Im Jahr 2021 wurden insgesamt 1.310 dieser Verfahren durchgeführt, im Jahr 2020 waren es insgesamt 1.429 Verfahren. Im Jahr 2019, dem bislang stärksten Jahr, seitdem diese Verfahrensform in Niedersachsen gezielt gefördert wird, waren es 1.675 Verfahren. Im ersten Halbjahr 2022 wurden 509 Verfahren durchgeführt, das entspricht ungefähr den Halbjahreswerten von 2021 (445) und 2020 (497).
Im Jahr 2017 – dem letzten Jahr vor der Förderung – waren es insgesamt nur 748 Verfahren.

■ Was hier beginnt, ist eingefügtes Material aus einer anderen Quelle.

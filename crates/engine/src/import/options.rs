//! Import configuration

use cqldump_core::limits::CONCURRENT_BATCH_SIZE;
use cqldump_core::{Error, Result};

/// How batched statements are dispatched when the pending batch flushes
#[derive(Debug, Clone, Copy, PartialEq, Eq, Default)]
pub enum Dispatch {
    /// One statement at a time, in log order
    #[default]
    Sequential,
    /// Concurrent execution of a flushed batch; not implemented
    Concurrent,
}

/// Import configuration parameters.
#[derive(Debug, Clone)]
pub struct ImportOptions {
    /// Execute every statement immediately, never batching
    pub sync: bool,

    /// Dispatch strategy for flushed batches
    pub dispatch: Dispatch,

    /// Statements held before the pending batch flushes (default: 1000)
    pub batch_capacity: usize,

    /// Suppress progress output
    pub quiet: bool,
}

impl Default for ImportOptions {
    fn default() -> Self {
        ImportOptions {
            sync: false,
            dispatch: Dispatch::Sequential,
            batch_capacity: CONCURRENT_BATCH_SIZE,
            quiet: false,
        }
    }
}

impl ImportOptions {
    /// Create import options with default values.
    pub fn new() -> Self {
        Self::default()
    }

    /// Force synchronous execution (builder pattern).
    pub fn with_sync(mut self, sync: bool) -> Self {
        self.sync = sync;
        self
    }

    /// Set dispatch strategy (builder pattern).
    pub fn with_dispatch(mut self, dispatch: Dispatch) -> Self {
        self.dispatch = dispatch;
        self
    }

    /// Set batch capacity (builder pattern).
    pub fn with_batch_capacity(mut self, capacity: usize) -> Self {
        self.batch_capacity = capacity;
        self
    }

    /// Suppress progress output (builder pattern).
    pub fn with_quiet(mut self, quiet: bool) -> Self {
        self.quiet = quiet;
        self
    }

    /// Validate configuration.
    pub fn validate(&self) -> Result<()> {
        if self.dispatch == Dispatch::Concurrent {
            return Err(Error::unimplemented("concurrent import dispatch"));
        }
        if self.batch_capacity == 0 {
            return Err(Error::configuration("batch capacity must be at least 1"));
        }
        Ok(())
    }
}

#[cfg(test)]
mod tests {
    use super::*;

    #[test]
    fn test_default_options() {
        let options = ImportOptions::default();
        assert!(!options.sync);
        assert_eq!(options.dispatch, Dispatch::Sequential);
        assert_eq!(options.batch_capacity, 1000);
        assert!(options.validate().is_ok());
    }

    #[test]
    fn test_concurrent_dispatch_rejected() {
        let err = ImportOptions::new()
            .with_dispatch(Dispatch::Concurrent)
            .validate()
            .unwrap_err();
        assert!(err.to_string().contains("UNIMPLEMENTED FEATURE"));
    }

    #[test]
    fn test_zero_capacity_rejected() {
        assert!(matches!(
            ImportOptions::new().with_batch_capacity(0).validate(),
            Err(Error::Configuration { .. })
        ));
    }
}
//! CQL text helpers shared by the DDL renderer, the encoder and the codec.

/// Double-quote an identifier, doubling embedded quotes.
///
/// Quoted identifiers are case-sensitive in CQL, so the result always names
/// exactly `name`.
pub fn quote_identifier(name: &str) -> String {
    format!("\"{}\"", name.replace('"', "\"\""))
}

/// Single-quote a string literal, doubling embedded quotes.
pub fn quote_string(value: &str) -> String {
    format!("'{}'", value.replace('\'', "''"))
}

/// `"<keyspace>"."<table>"`
pub fn qualified_name(keyspace: &str, table: &str) -> String {
    format!("{}.{}", quote_identifier(keyspace), quote_identifier(table))
}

Mit „Beschleunigten Verfahren“ kann die Justiz insbesondere reisenden Tätern aus dem Bereich der leichteren Kriminalität effektiv begegnen. Einfache Ladendiebstähle oder kleinere Drogengeschäfte können zügig abgeurteilt werden. Dies verhindert, dass Täter untertauchen, weil die Voraussetzungen für eine Untersuchungshaft nicht vorliegen, und anschließend nicht mehr auffindbar sind und erst viel später oder gar nicht mehr sanktioniert werden können.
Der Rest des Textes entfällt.